In anticipation of this extraordinary meeting, European sources reported “significant progress” in the negotiations and there is therefore a “tremendous desire to reach an agreement” and “overcome differences” among the 27 member states, especially among those who want more. flexibility and those that require countries to guarantee that they will reduce deficits and public debt.
The meeting comes after hours of discussion at a meeting of European guardian governments in the middle of this month about economic governance reform, a debate that has been going on for months and when the rules are expected to come into effect. will resume next year.
Recently on the table was a Spanish proposal that would cut debt by at least one percentage point per year for countries with debt ratios above 90% of gross domestic product (GDP) and by half a percentage point for those between that level and the ceiling. 60% of GDP.
The Spanish proposal also defends the target of reducing the deficit to 1.5% as a safety margin, even if the government account deficit falls below the 3% of GDP ceiling.

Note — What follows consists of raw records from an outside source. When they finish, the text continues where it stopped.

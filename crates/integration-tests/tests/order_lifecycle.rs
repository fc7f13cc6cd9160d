//! Order status machine behavior.

use tindahan_core::OrderStatus;

#[test]
fn forward_path_is_accepted() {
    assert!(OrderStatus::New.can_transition_to(OrderStatus::Processing));
    assert!(OrderStatus::Processing.can_transition_to(OrderStatus::Shipped));
    assert!(OrderStatus::Shipped.can_transition_to(OrderStatus::Delivered));
}

#[test]
fn skipping_ahead_is_rejected() {
    assert!(!OrderStatus::New.can_transition_to(OrderStatus::Shipped));
    assert!(!OrderStatus::New.can_transition_to(OrderStatus::Delivered));
    assert!(!OrderStatus::Processing.can_transition_to(OrderStatus::Delivered));
}

#[test]
fn going_backwards_is_rejected() {
    assert!(!OrderStatus::Processing.can_transition_to(OrderStatus::New));
    assert!(!OrderStatus::Shipped.can_transition_to(OrderStatus::Processing));
    assert!(!OrderStatus::Delivered.can_transition_to(OrderStatus::Shipped));
}

#[test]
fn cancel_is_reachable_from_any_non_terminal_state() {
    assert!(OrderStatus::New.can_transition_to(OrderStatus::Canceled));
    assert!(OrderStatus::Processing.can_transition_to(OrderStatus::Canceled));
    assert!(OrderStatus::Shipped.can_transition_to(OrderStatus::Canceled));
}

#[test]
fn terminal_states_accept_nothing() {
    for target in [
        OrderStatus::New,
        OrderStatus::Processing,
        OrderStatus::Shipped,
        OrderStatus::Delivered,
        OrderStatus::Canceled,
    ] {
        assert!(!OrderStatus::Delivered.can_transition_to(target));
        assert!(!OrderStatus::Canceled.can_transition_to(target));
    }
    assert!(OrderStatus::Delivered.is_terminal());
    assert!(OrderStatus::Canceled.is_terminal());
}

#[test]
fn status_round_trips_through_storage_form() {
    for status in [
        OrderStatus::New,
        OrderStatus::Processing,
        OrderStatus::Shipped,
        OrderStatus::Delivered,
        OrderStatus::Canceled,
    ] {
        let stored = status.to_string();
        let parsed: OrderStatus = stored.parse().unwrap();
        assert_eq!(parsed, status);
    }
}
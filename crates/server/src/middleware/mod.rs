//! Middleware for sessions and authentication.

pub mod auth;
pub mod session;

pub use auth::{RequireAdmin, RequireStaff};
pub use session::{clear_current_user, create_session_layer, set_current_user};
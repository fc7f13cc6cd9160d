//! CLI command implementations.

pub mod admin;
pub mod migrate;
pub mod seed;

use thiserror::Error;

/// Errors shared by the CLI commands.
#[derive(Debug, Error)]
pub enum CliError {
    /// Required environment variable is missing.
    #[error("Missing environment variable: {0}")]
    MissingEnvVar(&'static str),

    /// Database error.
    #[error("Database error: {0}")]
    Database(#[from] sqlx::Error),

    /// Migration error.
    #[error("Migration error: {0}")]
    Migration(#[from] sqlx::migrate::MigrateError),

    /// Invalid role.
    #[error("Invalid role: {0}. Valid roles: admin, staff")]
    InvalidRole(String),

    /// Invalid email.
    #[error("Invalid email: {0}")]
    InvalidEmail(String),

    /// User already exists.
    #[error("User already exists with email: {0}")]
    UserExists(String),

    /// Password hashing failed.
    #[error("Password hashing failed")]
    PasswordHash,
}

/// Connect to the database named in `DATABASE_URL`.
pub(crate) async fn connect() -> Result<sqlx::PgPool, CliError> {
    dotenvy::dotenv().ok();
    let database_url =
        std::env::var("DATABASE_URL").map_err(|_| CliError::MissingEnvVar("DATABASE_URL"))?;
    Ok(sqlx::PgPool::connect(&database_url).await?)
}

The demands have been put forward by a group of “frugal” countries led by Germany, which has always called for debt quantification, but is being challenged by countries such as Italy and France, which are demanding more flexibility.
France even admitted that structural adjustment should be reduced from 0.5% of GDP to 0.3% for countries that are committed to investment and reform, but the Paris proposal was not well received by Berlin.
What is certain is that, given the European elections in June 2024, this file should already be “closed”, given the time required for negotiations between legislators (Council and Parliament).
The debate comes as these fiscal rules are expected to be resumed next year, after being suspended due to the Covid-19 pandemic and the war in Ukraine, with new wording despite the usual 60% of GDP ceilings for public debt and 3% of GDP . GDP per deficit.
Author: Lusa
Source: CM Jornal

I’m Dave Martin, and I’m an experienced journalist working in the news industry. As a part of my work, I write for 24 News Reporters, covering mostly sports-related topics. With more than 5 years of experience as a journalist, I have written numerous articles on various topics to provide accurate information to readers.